Note:  Do not rely on this information. It is very old.

Cobrada Capello

Cobra da Capello (Portuguese, hooded snake), usually abbreviated to cobra (Naja tripudians), a very venomous snake of the family Elapidae, from India, and some of the islands of the Eastern Archipelago. There are several varieties, and the length of large specimens is from five feet to six feet, with a maximum girth of about six inches. The general colour on the upper surface is a uniform brown (which may be light or dark), bluish-white below. These snakes have the power of extending the anterior ribs, and thus dilating the skin of the neck so as to form a kind of hood. In one variety there are dark markings, something like a pair of eye-glasses on the hood, and in another these are reduced to one or more eye-like spots.

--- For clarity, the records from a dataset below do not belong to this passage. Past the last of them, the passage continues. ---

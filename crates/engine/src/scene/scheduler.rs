//! Frame scheduler: repeating per-frame callbacks plus a coarse interval
//! timer for work that runs at its own cadence, like the ambient effect tick.
//! The host supplies a monotonic `now`; nothing here reads the wall clock.

use std::time::Duration;

use tracing::debug;

use crate::sim::movement::MAX_FRAME_DT;

/// Ambient effect cadence, decoupled from the frame rate.
pub const EFFECT_TICK_INTERVAL: Duration = Duration::from_millis(250);

#[derive(Debug, Clone, Copy, PartialEq, Eq, Hash)]
pub struct CallbackId(u64);

/// What every callback sees each frame: the monotonic timestamp and the
/// clamped frame delta in seconds.
#[derive(Debug, Clone, Copy, PartialEq)]
pub struct FrameTick {
    pub now: Duration,
    pub dt: f32,
}

type FrameCallback = Box<dyn FnMut(FrameTick)>;

#[derive(Default)]
pub struct FrameScheduler {
    callbacks: Vec<(CallbackId, FrameCallback)>,
    next_id: u64,
}

impl FrameScheduler {
    pub fn new() -> Self {
        Self::default()
    }

    /// Registers a repeating callback, invoked on every `run_frame` until
    /// cancelled.
    pub fn register(&mut self, callback: impl FnMut(FrameTick) + 'static) -> CallbackId {
        let id = CallbackId(self.next_id);
        self.next_id += 1;
        self.callbacks.push((id, Box::new(callback)));
        id
    }

    /// Removes a callback. Returns whether anything was removed; cancelling
    /// twice is fine.
    pub fn cancel(&mut self, id: CallbackId) -> bool {
        let before = self.callbacks.len();
        self.callbacks.retain(|(cb_id, _)| *cb_id != id);
        self.callbacks.len() != before
    }

    /// Drops every callback. Idempotent.
    pub fn clear(&mut self) {
        self.callbacks.clear();
    }

    pub fn callback_count(&self) -> usize {
        self.callbacks.len()
    }

    /// Runs one frame: clamps `raw_dt` to the per-frame cap and invokes every
    /// live callback with the same tick.
    pub fn run_frame(&mut self, now: Duration, raw_dt: f32) {
        let dt = raw_dt.clamp(0.0, MAX_FRAME_DT);
        if dt < raw_dt {
            debug!(raw_dt, dt, "frame_delta_clamped");
        }
        let tick = FrameTick { now, dt };
        for (_, callback) in &mut self.callbacks {
            callback(tick);
        }
    }
}

/// Fires at most once per call when `interval` has elapsed since the last
/// fire. The first call arms the timer without firing.
#[derive(Debug, Clone, Copy, PartialEq, Eq)]
pub struct IntervalTimer {
    interval: Duration,
    last_fired: Option<Duration>,
}

impl IntervalTimer {
    pub fn new(interval: Duration) -> Self {
        Self {
            interval,
            last_fired: None,
        }
    }

    pub fn fire_due(&mut self, now: Duration) -> bool {
        match self.last_fired {
            None => {
                self.last_fired = Some(now);
                false
            }
            Some(last) if now.saturating_sub(last) >= self.interval => {
                self.last_fired = Some(now);
                true
            }
            Some(_) => false,
        }
    }
}
use crate::math::Vec2;

/// Tuning for the kinematic integrator. The movement controller derives
/// these from the grid scale and the actor's speed stat each frame.
#[derive(Debug, Clone, Copy, PartialEq)]
pub struct SteeringParams {
    /// Hard cap on speed, px/s.
    pub max_speed: f32,
    /// Hard cap on per-frame velocity change, px/s^2.
    pub max_accel: f32,
    /// Inside this distance the desired speed tapers linearly to zero.
    pub arrive_radius: f32,
    /// Inside this distance the actor stops dead and reports arrival.
    pub stop_radius: f32,
    /// Multiplicative decay per second applied after acceleration.
    pub friction: f32,
}

#[derive(Debug, Clone, Copy, PartialEq)]
pub struct SteeringResult {
    pub vel: Vec2,
    pub arrived: bool,
}

/// One step of seek-with-arrival. Returns the new velocity; integrating it
/// into a position is the caller's job. Inside `stop_radius` the velocity is
/// zeroed outright, which is what lets arrival snap to an exact pixel rather
/// than orbit the target forever.
pub fn steer_towards(
    pos: Vec2,
    vel: Vec2,
    target: Vec2,
    dt: f32,
    params: &SteeringParams,
) -> SteeringResult {
    let to_target = target - pos;
    let distance = to_target.length();

    if distance <= params.stop_radius {
        return SteeringResult {
            vel: Vec2::ZERO,
            arrived: true,
        };
    }

    let desired_speed = if distance < params.arrive_radius {
        params.max_speed * (distance / params.arrive_radius)
    } else {
        params.max_speed
    };
    let desired_vel = to_target.normalized() * desired_speed;

    let mut accel = desired_vel - vel;
    let accel_len = accel.length();
    let accel_cap = params.max_accel * dt;
    if accel_len > accel_cap && accel_len > 0.0 {
        accel = accel * (accel_cap / accel_len);
    }

    let mut next = vel + accel;
    next = next * (1.0 - params.friction * dt).max(0.0);

    let speed = next.length();
    if speed > params.max_speed {
        next = next * (params.max_speed / speed);
    }

    SteeringResult {
        vel: next,
        arrived: false,
    }
}

#[cfg(test)]
mod tests {
    use super::*;

    fn params() -> SteeringParams {
        SteeringParams {
            max_speed: 192.0,
            max_accel: 288.0,
            arrive_radius: 30.0,
            stop_radius: 2.0,
            friction: 2.0,
        }
    }

    #[test]
    fn repeated_steps_converge_on_the_target() {
        let p = params();
        let target = Vec2::new(240.0, 120.0);
        let mut pos = Vec2::new(12.0, 12.0);
        let mut vel = Vec2::ZERO;
        let dt = 1.0 / 60.0;

        let mut arrived = false;
        for _ in 0..2000 {
            let result = steer_towards(pos, vel, target, dt, &p);
            if result.arrived {
                arrived = true;
                break;
            }
            vel = result.vel;
            pos += vel * dt;
        }

        assert!(arrived, "never reached stop radius, ended at {pos:?}");
        assert!((target - pos).length() <= p.stop_radius + p.max_speed * dt);
    }

    #[test]
    fn speed_never_exceeds_max_speed() {
        let p = params();
        let target = Vec2::new(1000.0, 0.0);
        let mut pos = Vec2::ZERO;
        let mut vel = Vec2::ZERO;
        let dt = 1.0 / 60.0;

        for _ in 0..300 {
            let result = steer_towards(pos, vel, target, dt, &p);
            if result.arrived {
                break;
            }
            vel = result.vel;
            pos += vel * dt;
            assert!(vel.length() <= p.max_speed + 0.001);
        }
    }

    #[test]
    fn inside_stop_radius_halts_immediately() {
        let p = params();
        let result = steer_towards(
            Vec2::new(100.0, 100.0),
            Vec2::new(50.0, -30.0),
            Vec2::new(101.0, 100.0),
            1.0 / 60.0,
            &p,
        );
        assert!(result.arrived);
        assert_eq!(result.vel, Vec2::ZERO);
    }

    #[test]
    fn desired_speed_tapers_inside_the_arrive_radius() {
        // Frictionless, one-second step: the accel cap is slack, so the
        // velocities land exactly on the desired speeds.
        let mut p = params();
        p.friction = 0.0;
        let far = steer_towards(Vec2::ZERO, Vec2::ZERO, Vec2::new(300.0, 0.0), 1.0, &p);
        let near = steer_towards(Vec2::ZERO, Vec2::ZERO, Vec2::new(15.0, 0.0), 1.0, &p);
        assert_eq!(far.vel.length(), p.max_speed);
        assert!((near.vel.length() - p.max_speed * 0.5).abs() < 0.001);
    }

    #[test]
    fn acceleration_is_clamped_per_frame() {
        let p = params();
        let dt = 1.0 / 60.0;
        let result = steer_towards(Vec2::ZERO, Vec2::ZERO, Vec2::new(500.0, 0.0), dt, &p);
        assert!(result.vel.length() <= p.max_accel * dt + 0.001);
    }

    #[test]
    fn friction_bleeds_off_sideways_velocity() {
        let p = params();
        let dt = 0.1;
        // Moving perpendicular to the target: the frame's decay must shrink
        // the off-axis component even as seek accelerates toward the target.
        let vel = Vec2::new(0.0, 100.0);
        let result = steer_towards(Vec2::ZERO, vel, Vec2::new(1000.0, 0.0), dt, &p);
        assert!(result.vel.y < vel.y * (1.0 - p.friction * dt) + 0.001);
    }

    #[test]
    fn huge_friction_never_reverses_velocity() {
        let mut p = params();
        p.friction = 100.0;
        let result = steer_towards(
            Vec2::ZERO,
            Vec2::new(50.0, 0.0),
            Vec2::new(1000.0, 0.0),
            1.0,
            &p,
        );
        // Decay factor floors at zero instead of going negative.
        assert!(result.vel.x >= 0.0);
    }
}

A cobra, with erected head and dilated hood ready to strike presents a very menacing appearance, but, fortunately, these reptiles are not aggressive, and rarely attack man unless disturbed. Their bite is usually fatal to man, and medical treatment is rarely effectual. Stone heaps, holes in masonry and in the ground, and the roofs of native huts are their favourite haunts, though they climb well, and can swim rapidly. They are most active by night, and feed on mice and rats, birds, and their eggs, small reptiles and insects. The cobra plays an important part in Hindu mythology, and is the serpent usually chosen by charmers for their performances. The Egyptian cobra (N. haje) is a closely-allied species, as is also the Ring Hals snake (Naja or Sepedon haemachates).